2018-02-21 Thread Paul Kehrer via dev-security-policy
Thank you for this comprehensive incident report Ryan. Your team's decision
to improve the documentation around the right address for reporting is
great to see! I wonder if it might also make sense to pull the contact
information directly on https://pki.goog above the fold?

-Paul (reaperhulk)

On February 22, 2018 at 12:53:32 PM, Ryan Hurst via dev-security-policy (
dev-security-policy@lists.mozilla.org) wrote:

I wanted to follow up with our findings and a summary of this issue for the
community.

Bellow you will see a detail on what happened and how we resolved the
issue, hopefully this will help explain what hapened and potentially others
not encounter a similar issue.

Summary
---
January 19th, at 08:40 UTC, a code push to improve OCSP generation for a
subset of the Google operated Certificate Authorities was initiated. The
change was related to the packaging of generated OCSP responses. The first
time this change was invoked in production was January 19th at 16:40 UTC.

NOTE: The publication of new revocation information to all geographies can
take up to 6 hours to propagate. Additionally, clients and middle-boxes
commonly implement caching behavior. This results in a large window where
clients may have begun to observe the outage.

NOTE: Most modern web browsers “soft-fail” in response to OCSP server
availability issues, masking outages. Firefox, however, supports an
advanced option that allows users to opt-in to “hard-fail” behavior for
revocation checking. An unknown percentage of Firefox users enable this
setting. We believe most users who were impacted by the outage were these
Firefox users.

About 9 hours after the deployment of the change began (2018-01-20 01:36
UTC) a user on Twitter mentions that they were having problems with their
hard-fail OCSP checking configuration in Firefox when visiting Google
properties. This tweet and the few that followed during the outage period
were not noticed by any Google employees until after the incident’s
post-mortem investigation had begun.

About 1 day and 22 hours after the push was initiated (2018-01-21 15:07
UTC), a user posted a message to the mozilla.dev.security.policy mailing
list where they mention they too are having problems with their hard-fail
configuration in Firefox when visiting Google properties.

About two days after the push was initiated, a Google employee discovered
the post and opened a ticket (2018-01-21 16:10 UTC).
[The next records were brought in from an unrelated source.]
use std::collections::BTreeMap;

/// Opaque cluster label. Only equality is meaningful.
pub type ClusterId = usize;

/// A partition of `n` items into clusters.
///
/// Items are addressed by their position in the slice that was clustered.
/// Built once from the engine's labels and never mutated afterwards.
#[derive(Debug, Clone, PartialEq, Eq)]
pub struct Clustering {
    labels: Vec<ClusterId>,
    members: BTreeMap<ClusterId, Vec<usize>>,
}

impl Clustering {
    /// Group positions by label. Members of each cluster are in ascending order.
    pub fn from_labels(labels: Vec<ClusterId>) -> Self {
        let mut members: BTreeMap<ClusterId, Vec<usize>> = BTreeMap::new();
        for (idx, &label) in labels.iter().enumerate() {
            members.entry(label).or_default().push(idx);
        }
        Self { labels, members }
    }

    /// Build from an explicit membership table, bypassing the consistency
    /// that [`Clustering::from_labels`] guarantees.
    #[cfg(test)]
    pub(crate) fn from_parts(labels: Vec<ClusterId>, members: BTreeMap<ClusterId, Vec<usize>>) -> Self {
        Self { labels, members }
    }

    /// Label of the item at `idx`.
    pub fn label(&self, idx: usize) -> ClusterId {
        self.labels[idx]
    }

    #[cfg(test)]
    pub fn labels(&self) -> &[ClusterId] {
        &self.labels
    }

    /// Number of items clustered.
    pub fn item_count(&self) -> usize {
        self.labels.len()
    }

    /// Number of clusters.
    pub fn len(&self) -> usize {
        self.members.len()
    }

    pub fn is_empty(&self) -> bool {
        self.members.is_empty()
    }

    #[cfg(test)]
    pub fn members(&self, id: ClusterId) -> Option<&[usize]> {
        self.members.get(&id).map(Vec::as_slice)
    }

    /// Clusters in ascending id order.
    pub fn iter(&self) -> impl Iterator<Item = (ClusterId, &[usize])> {
        self.members.iter().map(|(&id, m)| (id, m.as_slice()))
    }

    /// Up to `limit` clusters with more than one member, largest first.
    /// Equal sizes keep ascending id order.
    pub fn largest_duplicate_groups(&self, limit: usize) -> Vec<(ClusterId, &[usize])> {
        let mut groups: Vec<_> = self.iter().filter(|(_, m)| m.len() > 1).collect();
        groups.sort_by(|a, b| b.1.len().cmp(&a.1.len()));
        groups.truncate(limit);
        groups
    }

    /// Cluster membership as sets of positions, independent of label values.
    #[cfg(test)]
    pub fn composition(&self) -> Vec<Vec<usize>> {
        let mut groups: Vec<Vec<usize>> = self.members.values().cloned().collect();
        groups.sort();
        groups
    }
}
This triggered the
remediation procedures, which began in under an hour.

The issue was resolved about 2 days and 6 hours from the time it was
introduced (2018-01-21 22:56 UTC). Once Google became aware of the issue,
it took 1 hour and 55 minutes to resolve the issue, and an additional 4
hours and 51 minutes for the fix to be completely deployed.
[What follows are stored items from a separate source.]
//! georag - terminal client for the GeoRAG chat backend

mod commands;
mod logging;

use std::path::PathBuf;

use anyhow::{Context, Result};
use clap::{Parser, Subcommand};
use georag_core::config::{self, Config};

use commands::{chat::ChatArgs, replay::ReplayArgs, sessions::SessionsCommand, user::LoginArgs};

#[derive(Debug, Parser)]
#[command(name = "georag", version, about = "Chat with the GeoRAG backend from the terminal")]
struct Cli {
    /// Path to config.toml (default: $GEORAG_HOME/config.toml)
    #[arg(long, global = true)]
    config: Option<PathBuf>,

    /// Backend base URL, overrides config and GEORAG_BASE_URL
    #[arg(long, global = true)]
    base_url: Option<String>,

    /// Bearer token, overrides config and GEORAG_TOKEN
    #[arg(long, global = true)]
    token: Option<String>,

    /// Enable debug logging
    #[arg(short, long, global = true)]
    verbose: bool,

    #[command(subcommand)]
    command: Command,
}

#[derive(Debug, Subcommand)]
enum Command {
    /// Send a message and stream the answer
    Chat(ChatArgs),
    /// Run a recorded stream file through the assembler
    Replay(ReplayArgs),
    /// Manage chat sessions
    #[command(subcommand)]
    Sessions(SessionsCommand),
    /// Log in and print a bearer token
    Login(LoginArgs),
    /// Show the logged-in user's profile and quota
    Profile,
}

fn load_config(cli: &Cli) -> Result<Config> {
    let path = cli.config.clone().unwrap_or_else(config::config_path);
    let mut config = Config::load_with_env(&path)
        .with_context(|| format!("Failed to load config from {}", path.display()))?;
    config.apply_overrides(cli.base_url.clone(), cli.token.clone());
    Ok(config)
}

#[tokio::main]
async fn main() -> Result<()> {
    let cli = Cli::parse();
    logging::init(cli.verbose);

    let config = load_config(&cli)?;
    tracing::debug!("Using backend {}", config.server.base_url);

    match cli.command {
        Command::Chat(args) => commands::chat::run(&config, args).await,
        Command::Replay(args) => commands::replay::run(&config, args).await,
        Command::Sessions(command) => commands::sessions::run(&config, command).await,
        Command::Login(args) => commands::user::login(&config, args).await,
        Command::Profile => commands::user::profile(&config).await,
    }
}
No customer reports regarding this issue were sent to the notification
addresses listed in Google's CPSs or on the repository websites for the
duration of the outage. This extended the duration of the outage.

Background
--
Google's OCSP Infrastructure works by generating OCSP responses in batches,
with each batch being made up of the certificates issued by an individual
CA.

In the case of GIAG2, this batch is produced in chunks of certificates
issued in the last 370 days. For each chunk, the GIAG2 CA is asked to
produce the corresponding OCSP responses, the results of which are placed
into a separate .tar file.

The issuer of GIAG2 has chosen to issue new certificates to GIAG2
periodically, as a result GIAG2 has multiple certificates. Two of these
certificates no longer have unexpired certificates associated with them. As
a result, and as expected, the CA does not produce responses for the
corresponding periods.

All .tar files produced during this process are then concatenated with the
-concatenate command in GNU tar. This produces a single .tar file
containing all of the OCSP responses for the given Certificate Authority,
then this .tar file is distributed to our global CDN infrastructure for
serving.

A change was made in how we batch these responses, specifically instead of
outputting many .tar files within a batch, a concatenation was of all tar
files was produced.

The change in question triggered an unexpected behaviour in GNU tar which
then manifested as an empty tarball. These "empty" updates ended up being
distributed to our global CDN, effectively dropping some responses, while
continuing to serve responses for other CAs.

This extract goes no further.